Lillo è la vittima di un caso di maltrattamento, morto brutalmente lo scorso 20 marzo 2020; oggi, a distanza di due anni, arriva la sentenza definita che non riporterà in vita il cane, ma che forse può permettere di affermare che giustizia è stata fatta.
Ai tempi del brutale maltrattamento che portò alla morte del cane Lillo, Oipa si era dichiarata parte civile insieme alla proprietaria del povero quattro zampe. A compiere il gesto agghiacciante un uomo che, tra l’alto, pare fosse già noto alle forze dell’ordine.
Oggi, ad oltre due anni da quel 20 marzo 2020, arriva la sentenza definitiva che potrebbe far pensare a giustizia fatta per il povero cane. Nel frattempo, l’Organizzazione Internazionale Protezioni Animali chiede che le pene, per chi si macchia di colpe quali maltrattamento e uccisione di animali, siano inasprite.
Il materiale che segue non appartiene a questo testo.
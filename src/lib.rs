pub mod config;
pub mod core_state; // Service facade: batches, feedback, reporting
pub mod db;
pub mod pipeline;

use tracing_subscriber::EnvFilter;

/// Install the global tracing subscriber. `RUST_LOG` overrides the default
/// filter. Logs go to stderr so command output stays clean.
pub fn init_tracing() {
    let _ = tracing_subscriber::fmt()
        .with_env_filter(
            EnvFilter::try_from_default_env()
                .unwrap_or_else(|_| EnvFilter::new(config::default_log_filter())),
        )
        .with_writer(std::io::stderr)
        .try_init();
}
In una nota ufficiale Oipa fa sapere che l’uomo artefice della morte di Lillo fosse già noto alle forze dell’ordine con precedenti per porto e detenzioni di armi; “Una vicenda – secondo quanto affermano da Oipa – che conferma come la violenza contro gli animali sia indice di violenza sociale“. Ma dopo più di due anni, il colpevole dovrà pagare per il delitto commesso; scrive l’Organizzazione Internazionale Protezione Animali, infatti, che il Tribunale ha stabilito una condanna in via definitiva a due anni e sei mesi di reclusione, alla multa di 7.333 euro e al risarcimento del danno in favore delle parti civili.
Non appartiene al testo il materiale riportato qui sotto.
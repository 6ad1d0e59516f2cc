pub mod feedback;
pub mod signals;
pub mod store;

pub use feedback::*;
pub use signals::*;
pub use store::*;

use serde::{Deserialize, Serialize};
use thiserror::Error;

use crate::db::DatabaseError;

// ═══════════════════════════════════════════════════════════
// Reinforcement constants
// ═══════════════════════════════════════════════════════════

pub const MIN_PATTERN_CONFIDENCE: f64 = 0.05;
pub const MAX_PATTERN_CONFIDENCE: f64 = 1.0;

/// Positive feedback: existing pattern bump, or initial value of a new one.
pub const POSITIVE_STEP: f64 = 0.15;
pub const POSITIVE_INITIAL: f64 = 0.75;

/// Negative feedback penalty. Never creates patterns.
pub const NEGATIVE_STEP: f64 = 0.20;

/// Explicit correction bump, and initial value for corrections and
/// patterns grown from unlabeled outcomes.
pub const CORRECTION_STEP: f64 = 0.10;
pub const LEARNED_INITIAL: f64 = 0.5;

/// Scoring: usage boost per use and its cap, content weight.
pub const USAGE_BOOST_PER_USE: f64 = 0.1;
pub const USAGE_BOOST_CAP: f64 = 2.0;
pub const CONTENT_WEIGHT: f64 = 1.5;

/// Match-count multiplier `min(1.0, base + per_match × n)`.
pub const MATCH_MULTIPLIER_BASE: f64 = 0.3;
pub const MATCH_MULTIPLIER_STEP: f64 = 0.2;

#[derive(Error, Debug)]
pub enum PatternStoreError {
    #[error("Database error: {0}")]
    Database(#[from] DatabaseError),

    #[error("Pattern store unavailable")]
    StorageUnavailable,
}

impl From<rusqlite::Error> for PatternStoreError {
    fn from(e: rusqlite::Error) -> Self {
        Self::Database(DatabaseError::Sqlite(e))
    }
}

#[derive(Error, Debug)]
pub enum FeedbackError {
    #[error("Invalid feedback: {0}")]
    Validation(String),

    #[error(transparent)]
    Store(#[from] PatternStoreError),
}

/// Source of a learned pattern.
#[derive(Debug, Clone, Copy, PartialEq, Eq, Hash, Serialize, Deserialize)]
#[serde(rename_all = "snake_case")]
pub enum PatternType {
    Filename,
    Content,
}

impl PatternType {
    pub fn as_str(&self) -> &'static str {
        match self {
            Self::Filename => "filename",
            Self::Content => "content",
        }
    }
}

impl std::fmt::Display for PatternType {
    fn fmt(&self, f: &mut std::fmt::Formatter<'_>) -> std::fmt::Result {
        f.write_str(self.as_str())
    }
}

/// One stored (token, category) association.
#[derive(Debug, Clone, PartialEq, Serialize, Deserialize)]
pub struct LearnedPattern {
    pub pattern_type: PatternType,
    pub value: String,
    pub category: String,
    pub confidence: f64,
    pub usage_count: i64,
    pub last_used: String,
}

/// Best category according to the learned patterns.
#[derive(Debug, Clone, PartialEq, Serialize, Deserialize)]
pub struct LearnedSuggestion {
    pub category: String,
    pub confidence: f64,
    /// Patterns that contributed to the winning category.
    pub matched_patterns: usize,
}

#[derive(Debug, Clone, PartialEq, Serialize, Deserialize)]
pub struct CategoryFeedback {
    pub category: String,
    pub likes: i64,
    pub dislikes: i64,
}

#[derive(Debug, Clone, PartialEq, Serialize, Deserialize)]
pub struct CategoryStats {
    pub category: String,
    pub total_classifications: i64,
    pub correct_classifications: i64,
    pub accuracy_rate: f64,
}

#[derive(Debug, Clone, PartialEq, Serialize, Deserialize)]
pub struct PerformanceReport {
    pub total_classifications: i64,
    pub total_corrections: i64,
    /// Distinct learned token values.
    pub learned_patterns: i64,
    pub positive_feedback: i64,
    pub negative_feedback: i64,
    pub feedback_by_category: Vec<CategoryFeedback>,
    pub category_stats: Vec<CategoryStats>,
}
Il fatto risale al 20 marzo del 2020 quando, dopo ripetuti atti di maltrattamento, l’uomo avrebbe buttato il povero Lillo in burrone; oggi, la Corte di Cassazione ha rigettato il ricorso proposto dall’imputato contro la sentenza di primo grado del Tribunale di Locri, confermata dalla Corte di Appello di Reggio Calabria. Scrive ancora Oipa che a carico dell’uomo ci sarebbero due i capi d’imputazione: detenzione illegale di arma e uccisione di animale; quest’ultimo reato previsto e punito dall’articolo 544 bis del Codice penale. A risultare fondamentale nell’elaborazione della sentenza definitiva anche le identificazioni effettuate da alcuni testimoni.
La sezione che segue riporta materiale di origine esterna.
use serde::{Deserialize, Serialize};

use super::{FeedbackError, PatternStore};

/// Raw feedback payload as received from a caller. Every field is
/// required; `validate` reports the first missing one.
#[derive(Debug, Clone, Default, Deserialize)]
pub struct FeedbackRequest {
    pub filename: Option<String>,
    pub category: Option<String>,
    #[serde(alias = "is_positive")]
    pub positive: Option<bool>,
}

/// Validated like/dislike on a verdict.
#[derive(Debug, Clone, PartialEq, Eq, Serialize, Deserialize)]
pub struct Feedback {
    pub filename: String,
    pub category: String,
    pub positive: bool,
}

#[derive(Debug, Clone, PartialEq, Eq, Serialize)]
pub struct FeedbackReceipt {
    pub filename: String,
    pub category: String,
    pub positive: bool,
    /// Patterns created, bumped or penalized.
    pub patterns_affected: usize,
}

impl FeedbackRequest {
    pub fn validate(self) -> Result<Feedback, FeedbackError> {
        let filename = required(self.filename, "filename")?;
        let category = required(self.category, "category")?;
        let positive = self
            .positive
            .ok_or_else(|| FeedbackError::Validation("missing field: positive".into()))?;
        Ok(Feedback {
            filename,
            category,
            positive,
        })
    }
}

fn required(value: Option<String>, field: &str) -> Result<String, FeedbackError> {
    match value.map(|v| v.trim().to_string()) {
        Some(v) if !v.is_empty() => Ok(v),
        _ => Err(FeedbackError::Validation(format!("missing field: {field}"))),
    }
}

/// Route validated feedback to the matching reinforcement.
pub fn apply_feedback(store: &PatternStore, feedback: &Feedback) -> Result<FeedbackReceipt, FeedbackError> {
    let patterns_affected = if feedback.positive {
        store.reinforce_positive(&feedback.filename, &feedback.category)?
    } else {
        store.reinforce_negative(&feedback.filename, &feedback.category)?
    };
    Ok(FeedbackReceipt {
        filename: feedback.filename.clone(),
        category: feedback.category.clone(),
        positive: feedback.positive,
        patterns_affected,
    })
}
Il corpo di Lillo, all’epoca del tragico fatto, era stato trovato dopo qualche giorno; ricoperto di pallini e con le zampe legate. Una scena agghiacciante che porta a ricordare quanto ancora le pene per il maltrattamento degli animali esigono di essere inasprite e applicate con convinzione. “Sono pene troppo lievi quelle per i delitti contri gli animali, lo ripetiamo da tempo – commenta il presidente dell’Oipa, Massimo Comparotto – Occorre una tutela più incisiva per gli animali, che ancora non ricevono una copertura legislativa diretta non essendo loro riconosciuta soggettività giuridica“.
E sottolineando ancora la relazione tra violenza verso gli animali e violenza sociale, Comparotto prosegue: “Auspichiamo un inasprimento per le pene riguardanti il maltrattamento e l’uccisione di animali, anzitutto per l’esigenza di una loro piena tutela; ma anche perché studi scientifici attestano la correlazione tra la crudeltà sugli animali e la più generale pericolosità sociale di chi la commette“. Infine, l’Oipa, che ha partecipato ai lavori per la modifica del Codice Penale affinché i reati contro chi maltratta gli animali siano puniti più duramente, continuerà in questo impegno per una giustizia più giusta che colpisca chi incrudelisce sugli animali; anche in considerazione del recente inserimento della tutela degli animali in Costituzione. Un aspetto, quest’ultimo che esplica il desiderio di un Stato di prendersi cura di tutti gli indifesi, animali compresi.